Un ciel d’hiver, un manque d’entourage, Le corps meurtri, croyez-vous qu’ils soient vieux ? Non, seulement un léger dérapage, S’en vient le jour de louer nos aïeux,
Leurs maux dit-on, retardent les adieux ! Si le repos les attend, l’élagage Ne leur fait peur, pour en sourire et mieux Les dorloter comme il est bel usage !
Leur existence est un bel assemblage Chu des saisons, des chants mélodieux Qui les a fait s’oublier d’être sage, Tant chaque année illumine leurs yeux.
Mais du printemps, certains ont vu les cieux, Adèle et Paul sont au grand remisage, Sera Noël, instant silencieux En chuchotant un souvenir sans âge.
Puis ils riront, chanteront le rouage De leurs amours, et les temps glorieux De leur jeunesse, un ris sur le visage, Le ventre plein et l’œil insoucieux. S’en vient le jour de louer nos aïeux !
Oraison pour un tombeau
Comme est obscur et froid ce trottoir implacable ! Tant le soleil s’est tu de sa douce chaleur, Tant sa pesante croix devient insupportable, Ce fardeau qui l’enfonce autant que son ampleur.

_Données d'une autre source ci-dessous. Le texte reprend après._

impl SecretaryCoordinator {
    pub fn new(
        planner: Arc<Agent>,
        orchestrator: Arc<DiscussionOrchestrator>,
        cache: Arc<ResultCache>,
        files: Arc<dyn FileStore>,
        runner: Arc<dyn CodeRunner>,
    ) -> Self {
        Self {
            planner,
            orchestrator,
            cache,
            files,
            runner,
            plan_parser: PlanParser::new(),
            event_handler: None,
        }
    }

    pub fn with_plan_parser(mut self, parser: PlanParser) -> Self {
        self.plan_parser = parser;
        self
    }

    pub fn with_event_handler(mut self, handler: Arc<dyn EventHandler>) -> Self {
        self.event_handler = Some(handler);
        self
    }

    /// Wire real clients, the on-disk stores under `config.data_dir` and the script runner.
    ///
    /// Every agent shares one append-only interaction log at `config.log_file()`.
    pub fn from_config(config: &AiChatConfig) -> Result<Self, SecretaryError> {
        let interaction_log: Arc<dyn InteractionLogger> =
            Arc::new(FileInteractionLog::new(config.log_file()).map_err(setup_error)?);

        let planner = config
            .secretary
            .build_agent(config.remote_timeout)
            .with_interaction_log(Arc::clone(&interaction_log));

        let mut orchestrator = DiscussionOrchestrator::new()
            .with_convergence_threshold(config.convergence_threshold)
            .with_carry_over(config.carry_over);
        for spec in &config.discussion_group {
            let agent = spec
                .build_agent(config.remote_timeout)
                .with_interaction_log(Arc::clone(&interaction_log));
            orchestrator
                .add_agent(Arc::new(agent))
                .map_err(setup_error)?;
        }

        let store = FileCacheStore::new(config.knowledge_dir()).map_err(setup_error)?;
        let files = LocalFileStore::new(&config.data_dir).map_err(setup_error)?;
        let runner = ScriptRunner::new().with_timeout(config.execution_timeout);

        log::info!(
            "secretary {} with {} discussion member(s), data in {}",
            config.secretary.model,
            config.discussion_group.len(),
            config.data_dir.display()
        );

        Ok(Self::new(
            Arc::new(planner),
            Arc::new(orchestrator),
            Arc::new(ResultCache::new(Arc::new(store))),
            Arc::new(files),
            Arc::new(runner),
        )
        .with_plan_parser(
            PlanParser::new()
                .with_rounds(config.default_rounds, config.escalated_rounds)
                .with_low_rating_threshold(config.low_rating_threshold),
        ))
    }

    pub fn planner(&self) -> &Agent {
        &self.planner
    }

    pub fn orchestrator(&self) -> &DiscussionOrchestrator {
        &self.orchestrator
    }

    async fn emit(&self, event: SecretaryEvent) {
        if let Some(handler) = &self.event_handler {
            handler.on_secretary_event(&event).await;
        }
    }

    /// Front door for shells: passthrough file commands are served directly, everything else
    /// goes to [`SecretaryCoordinator::process`].
    pub async fn handle(
        &self,
        input: &str,
        feedback: Option<&str>,
    ) -> Result<RunResult, SecretaryError> {
        match Passthrough::parse(input) {
            Some(Passthrough::CreateFile { name, content }) => {
                let path = self.files.write(&name, &content, StoreDir::Scripts)?;
                Ok(RunResult::message(
                    format!("File created: {}", path.display()),
                    Some(path),
                ))
            }
            Some(Passthrough::ReadFile { name }) => {
                let content = self.files.read(&name, StoreDir::Scripts)?;
                Ok(RunResult::message(format!("File content:\n{}", content), None))
            }
            None => self.process(input, feedback).await,
        }
    }

    /// Run one instruction through the pipeline.
    ///
    /// # Errors
    ///
    /// Only [`SecretaryError::InvalidInstruction`], before any remote call. Remote, execution,
    /// report and knowledge-base failures are logged and folded into the result.
    pub async fn process(
        &self,
        instruction: &str,
        feedback: Option<&str>,
    ) -> Result<RunResult, SecretaryError> {
        if instruction.trim().is_empty() {
            return Err(SecretaryError::InvalidInstruction);
        }

        let digest = instruction_digest(instruction);
        if let Some(entry) = self.cache.get(instruction) {
            log::info!("instruction {} answered from the knowledge base", digest);
            self.emit(SecretaryEvent::CacheHit {
                instruction_digest: digest,
            })
            .await;
            return Ok(RunResult {
                result_text: format!("Found in knowledge base:\n{}", entry.result),
                transcript: entry.transcript,
                artifact_path: None,
                report_path: None,
                execution_output: None,
                from_cache: true,
            });
        }
        self.emit(SecretaryEvent::CacheMiss {
            instruction_digest: digest.clone(),
        })
        .await;

        let plan_reply = self
            .planner
            .invoke(&secretary_prompt(
                instruction,
                feedback,
                self.plan_parser.marker(),
            ))
            .await;
        let plan_text = plan_reply.text();

        let mut transcript = Transcript::new();
        transcript.push(TranscriptSegment::SecretaryHeader {
            instruction: instruction.to_string(),
            plan: plan_text.clone(),
        });

        let feedback = feedback.map(Feedback::parse);
        let plan = self
            .plan_parser
            .parse(&plan_text, instruction, feedback.as_ref());
        let (delegate, rounds) = match &plan {
            Plan::Delegate { rounds, .. } => (true, Some(*rounds)),
            Plan::DirectAnswer => (false, None),
        };
        log::info!(
            "plan for {}: {}",
            digest,
            match rounds {
                Some(rounds) => format!("delegate, {} round(s)", rounds),
                None => "direct answer".to_string(),
            }
        );
        self.emit(SecretaryEvent::PlanDecided { delegate, rounds })
            .await;

        let final_response = match plan {
            Plan::Delegate { topic, rounds } => {
                match self.orchestrator.run(&topic, rounds).await {
                    Ok(discussion) => {
                        transcript.append(discussion);
                        let synthesis = self
                            .planner
                            .invoke(&synthesis_prompt(&transcript.render()))
                            .await
                            .text();
                        transcript.push(TranscriptSegment::Synthesis {
                            text: synthesis.clone(),
                        });
                        synthesis
                    }
                    Err(e) => {
                        log::warn!("discussion could not start ({}), answering directly", e);
                        self.direct_answer(instruction, &mut transcript).await
                    }
                }
            }
            Plan::DirectAnswer => self.direct_answer(instruction, &mut transcript).await,
        };

        let stamp = chrono::Local::now().format("%Y%m%d_%H%M%S").to_string();
        let (artifact_path, execution_output) =
            match self.run_artifact(&final_response, &stamp).await {
                Some((path, output)) => (path, Some(output)),
                None => (None, None),
            };

        let report_path = match self.files.write(
            &format!("report_{}.md", stamp),
            &transcript.render(),
            StoreDir::Reports,
        ) {
            Ok(path) => {
                self.emit(SecretaryEvent::ReportWritten { path: path.clone() })
                    .await;
                Some(path)
            }
            Err(e) => {
                log::error!("could not save report for {}: {}", digest, e);
                self.emit(SecretaryEvent::ReportFailed {
                    error: e.to_string(),
                })
                .await;
                None
            }
        };

        let full_text = format!(
            "{}{}",
            transcript.render(),
            execution_output.as_deref().unwrap_or("")
        );
        if let Err(e) = self.cache.put(instruction, &transcript, &full_text) {
            log::error!("could not save {} to the knowledge base: {}", digest, e);
            self.emit(SecretaryEvent::CacheWriteFailed {
                error: e.to_string(),
            })
            .await;
        }

        let saved_to = match &report_path {
            Some(path) => path.display().to_string(),
            None => "(report not saved)".to_string(),
        };
        Ok(RunResult {
            result_text: format!("Task complete!\n{}\nReport saved to: {}", full_text, saved_to),
            transcript,
            artifact_path,
            report_path,
            execution_output,
            from_cache: false,
        })
    }

    async fn direct_answer(&self, instruction: &str, transcript: &mut Transcript) -> String {
        let answer = self.planner.invoke(instruction).await.text();
        transcript.push(TranscriptSegment::DirectAnswer {
            text: answer.clone(),
        });
        answer
    }

    /// Save and run the first code block of `final_response`, if there is one. Returns the
    /// saved path (when saving worked) and the execution output text.
    async fn run_artifact(
        &self,
        final_response: &str,
        stamp: &str,
    ) -> Option<(Option<PathBuf>, String)> {
        let block = extract_code_block(final_response)?;
        let name = format!("solution_{}.{}", stamp, block.extension());

        let path = match self.files.write(&name, &block.body, StoreDir::Scripts) {
            Ok(path) => path,
            Err(e) => {
                log::error!("could not save generated code as {}: {}", name, e);
                return Some((None, format!("\nGenerated code could not be saved: {}", e)));
            }
        };

        let outcome = self.runner.run(&path).await;
        let summary = render_outcome(&outcome);
        self.emit(SecretaryEvent::ArtifactExecuted {
            script_path: path.clone(),
            summary: summary.clone(),
        })
        .await;

        let output = format!(
            "\nGenerated and ran code:\nFile: {}\n{}",
            path.display(),
            summary
        );
        Some((Some(path), output))
    }
}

Pour lui faire saisir son immense douleur Un reste de frisson dans son âme s’attable Et lui transmet encore une présente peur, Comme est obscur et froid ce trottoir implacable !
Dans l’ombre d’un murmure au drapeau qui l’accable, Ecoutez-le gémir d’un abîme entraîneur Où sombre son destin, bien pis qu’avec le diable, Tant le soleil s’est tu de sa douce chaleur.
Et l’espoir d’une aurore a son goût de rancœur Où rien ne s’aperçoit de son jour misérable, D’une nuit qui surgit pour sentir son aigreur Tant sa pesante croix devient insupportable.
Sa galère priant qu’elle soit vénérable Pour que son âme atteigne un monde déserteur, Et que cette oraison au moins soit profitable, Ce fardeau qui l'enfonce autant que son ampleur.
Ne voyant qu’un tombeau pour sauver son honneur Chu d’un dernier souhait, s’éloigner moins minable Pour que son feu s’éteigne émerveillant son heur, Se berçant du déclin veillant l’irréparable, Comme est obscur et froid ce trottoir implacable !
Te souviens-tu ?
Te souviens-tu, du temps où l’on jouait aux billes, De nos cris, quand la joie étayait ce moment Le profil de travers en regardant les filles Qui frétillaient d’un pied l’œil vers le firmament ?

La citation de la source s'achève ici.